%%

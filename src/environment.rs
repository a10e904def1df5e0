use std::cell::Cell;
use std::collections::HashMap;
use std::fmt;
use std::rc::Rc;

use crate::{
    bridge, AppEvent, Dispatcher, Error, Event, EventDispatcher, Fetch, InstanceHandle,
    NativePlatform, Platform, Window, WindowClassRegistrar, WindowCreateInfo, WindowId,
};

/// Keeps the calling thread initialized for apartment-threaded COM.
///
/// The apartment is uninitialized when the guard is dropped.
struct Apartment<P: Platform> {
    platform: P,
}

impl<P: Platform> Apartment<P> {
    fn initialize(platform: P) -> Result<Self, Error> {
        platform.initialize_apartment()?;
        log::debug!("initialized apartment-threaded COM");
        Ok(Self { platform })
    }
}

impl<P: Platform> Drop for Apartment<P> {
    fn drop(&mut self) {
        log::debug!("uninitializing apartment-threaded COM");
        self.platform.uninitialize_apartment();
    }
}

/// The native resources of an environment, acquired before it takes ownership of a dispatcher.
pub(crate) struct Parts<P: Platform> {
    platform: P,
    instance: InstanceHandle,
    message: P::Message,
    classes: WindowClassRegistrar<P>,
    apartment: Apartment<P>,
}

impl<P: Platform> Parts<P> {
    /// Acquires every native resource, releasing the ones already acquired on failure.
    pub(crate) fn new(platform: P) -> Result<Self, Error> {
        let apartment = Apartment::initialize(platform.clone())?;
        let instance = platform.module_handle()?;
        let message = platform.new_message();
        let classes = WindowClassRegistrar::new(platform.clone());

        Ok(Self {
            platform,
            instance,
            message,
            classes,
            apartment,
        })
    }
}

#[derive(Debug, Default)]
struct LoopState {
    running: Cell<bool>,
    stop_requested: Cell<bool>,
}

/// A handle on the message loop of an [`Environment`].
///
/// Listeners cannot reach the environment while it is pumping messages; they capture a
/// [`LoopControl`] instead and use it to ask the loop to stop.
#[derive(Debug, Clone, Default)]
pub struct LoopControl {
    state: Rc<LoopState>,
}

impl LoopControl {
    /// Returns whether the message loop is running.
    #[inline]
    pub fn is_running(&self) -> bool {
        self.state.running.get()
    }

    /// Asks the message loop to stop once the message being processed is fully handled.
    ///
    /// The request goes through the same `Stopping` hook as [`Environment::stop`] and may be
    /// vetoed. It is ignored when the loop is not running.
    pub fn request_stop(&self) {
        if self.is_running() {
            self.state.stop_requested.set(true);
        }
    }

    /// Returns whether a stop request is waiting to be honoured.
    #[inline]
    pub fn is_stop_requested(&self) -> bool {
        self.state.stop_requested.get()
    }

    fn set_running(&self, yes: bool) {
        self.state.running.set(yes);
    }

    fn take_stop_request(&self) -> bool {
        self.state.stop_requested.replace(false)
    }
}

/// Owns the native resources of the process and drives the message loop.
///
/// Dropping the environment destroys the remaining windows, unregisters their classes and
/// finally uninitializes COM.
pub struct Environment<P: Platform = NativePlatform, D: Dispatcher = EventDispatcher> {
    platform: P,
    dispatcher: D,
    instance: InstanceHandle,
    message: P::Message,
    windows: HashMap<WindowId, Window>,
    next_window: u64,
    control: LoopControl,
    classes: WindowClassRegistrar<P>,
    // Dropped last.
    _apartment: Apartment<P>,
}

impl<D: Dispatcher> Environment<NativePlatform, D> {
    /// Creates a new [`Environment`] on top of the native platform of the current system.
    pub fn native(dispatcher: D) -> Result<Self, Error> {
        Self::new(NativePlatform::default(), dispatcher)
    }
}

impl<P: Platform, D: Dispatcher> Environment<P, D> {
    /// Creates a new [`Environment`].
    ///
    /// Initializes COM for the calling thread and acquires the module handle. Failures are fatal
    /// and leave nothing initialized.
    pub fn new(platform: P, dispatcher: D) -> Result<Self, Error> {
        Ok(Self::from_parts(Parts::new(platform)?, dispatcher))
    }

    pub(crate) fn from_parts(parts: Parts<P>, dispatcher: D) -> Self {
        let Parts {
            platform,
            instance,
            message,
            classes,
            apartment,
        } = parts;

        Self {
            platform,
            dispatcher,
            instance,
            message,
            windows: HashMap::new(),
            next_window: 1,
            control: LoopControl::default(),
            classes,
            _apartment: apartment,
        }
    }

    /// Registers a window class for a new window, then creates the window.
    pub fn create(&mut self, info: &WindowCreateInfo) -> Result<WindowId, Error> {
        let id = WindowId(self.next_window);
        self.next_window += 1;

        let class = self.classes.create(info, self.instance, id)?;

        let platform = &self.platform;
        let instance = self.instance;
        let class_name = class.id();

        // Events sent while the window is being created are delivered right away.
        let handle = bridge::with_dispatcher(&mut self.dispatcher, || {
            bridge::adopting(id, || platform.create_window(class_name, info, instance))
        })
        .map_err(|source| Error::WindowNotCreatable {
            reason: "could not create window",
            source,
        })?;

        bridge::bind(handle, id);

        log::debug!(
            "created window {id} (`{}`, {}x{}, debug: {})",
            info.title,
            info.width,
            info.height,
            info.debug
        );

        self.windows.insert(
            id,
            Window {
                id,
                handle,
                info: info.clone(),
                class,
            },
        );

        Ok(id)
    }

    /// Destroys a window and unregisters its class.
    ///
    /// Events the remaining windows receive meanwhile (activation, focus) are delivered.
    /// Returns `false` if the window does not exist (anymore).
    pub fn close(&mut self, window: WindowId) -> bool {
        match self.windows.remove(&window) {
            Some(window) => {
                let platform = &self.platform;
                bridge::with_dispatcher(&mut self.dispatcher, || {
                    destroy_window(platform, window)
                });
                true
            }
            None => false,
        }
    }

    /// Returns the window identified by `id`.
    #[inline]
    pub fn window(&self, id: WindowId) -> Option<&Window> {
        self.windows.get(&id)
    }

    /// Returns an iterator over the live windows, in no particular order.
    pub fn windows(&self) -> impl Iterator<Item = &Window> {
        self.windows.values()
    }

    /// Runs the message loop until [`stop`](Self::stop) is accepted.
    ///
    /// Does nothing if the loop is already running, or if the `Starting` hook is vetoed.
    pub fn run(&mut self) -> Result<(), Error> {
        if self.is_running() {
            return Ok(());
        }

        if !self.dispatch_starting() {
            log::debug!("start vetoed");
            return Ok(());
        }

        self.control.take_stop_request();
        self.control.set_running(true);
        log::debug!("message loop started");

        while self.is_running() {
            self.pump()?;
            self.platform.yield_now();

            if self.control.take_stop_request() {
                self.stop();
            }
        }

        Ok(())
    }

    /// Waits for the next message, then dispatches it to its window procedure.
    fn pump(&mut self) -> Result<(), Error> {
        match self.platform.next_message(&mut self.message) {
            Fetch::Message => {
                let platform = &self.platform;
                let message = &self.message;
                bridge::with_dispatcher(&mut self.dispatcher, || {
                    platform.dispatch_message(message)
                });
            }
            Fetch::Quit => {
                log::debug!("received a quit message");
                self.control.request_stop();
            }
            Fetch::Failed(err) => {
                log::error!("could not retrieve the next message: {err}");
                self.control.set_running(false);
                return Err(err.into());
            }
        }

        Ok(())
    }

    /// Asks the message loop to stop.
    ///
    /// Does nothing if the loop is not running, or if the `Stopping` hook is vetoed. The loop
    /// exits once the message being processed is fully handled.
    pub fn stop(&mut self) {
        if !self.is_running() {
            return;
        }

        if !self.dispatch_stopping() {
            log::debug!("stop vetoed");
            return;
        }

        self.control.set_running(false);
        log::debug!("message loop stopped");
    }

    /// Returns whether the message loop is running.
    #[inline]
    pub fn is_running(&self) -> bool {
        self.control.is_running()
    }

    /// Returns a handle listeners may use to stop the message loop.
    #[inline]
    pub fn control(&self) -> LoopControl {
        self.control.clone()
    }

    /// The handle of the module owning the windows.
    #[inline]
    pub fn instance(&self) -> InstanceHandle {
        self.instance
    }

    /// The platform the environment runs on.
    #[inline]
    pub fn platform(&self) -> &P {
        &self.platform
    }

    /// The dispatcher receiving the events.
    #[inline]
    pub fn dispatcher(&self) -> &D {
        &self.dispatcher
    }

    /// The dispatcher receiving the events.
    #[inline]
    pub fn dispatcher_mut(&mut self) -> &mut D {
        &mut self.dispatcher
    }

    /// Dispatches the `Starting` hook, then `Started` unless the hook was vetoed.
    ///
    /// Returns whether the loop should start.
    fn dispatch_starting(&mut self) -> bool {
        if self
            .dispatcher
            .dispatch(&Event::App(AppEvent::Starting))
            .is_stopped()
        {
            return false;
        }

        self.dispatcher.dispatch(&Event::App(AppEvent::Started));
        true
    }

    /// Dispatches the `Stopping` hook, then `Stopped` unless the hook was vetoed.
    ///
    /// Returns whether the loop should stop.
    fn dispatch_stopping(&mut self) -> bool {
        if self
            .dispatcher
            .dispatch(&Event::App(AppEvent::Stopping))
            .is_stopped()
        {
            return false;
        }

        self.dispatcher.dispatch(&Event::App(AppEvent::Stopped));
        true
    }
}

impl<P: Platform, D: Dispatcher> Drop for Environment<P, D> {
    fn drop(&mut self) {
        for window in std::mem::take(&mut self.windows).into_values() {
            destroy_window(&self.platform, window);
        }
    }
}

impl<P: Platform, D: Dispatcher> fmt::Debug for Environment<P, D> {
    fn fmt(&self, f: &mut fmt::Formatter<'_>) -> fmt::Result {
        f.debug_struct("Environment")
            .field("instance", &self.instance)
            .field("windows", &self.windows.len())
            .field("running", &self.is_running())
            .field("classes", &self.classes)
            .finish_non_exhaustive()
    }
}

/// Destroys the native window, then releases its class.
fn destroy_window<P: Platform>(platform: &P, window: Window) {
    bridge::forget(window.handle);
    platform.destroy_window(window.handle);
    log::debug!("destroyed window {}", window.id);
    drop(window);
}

%%

### WHAT IS BEING ASKED
Show all lines in the entries above where the word "could" appears.

### ANSWER SECTION
            reason: "could not create window",
                log::error!("could not retrieve the next message: {err}");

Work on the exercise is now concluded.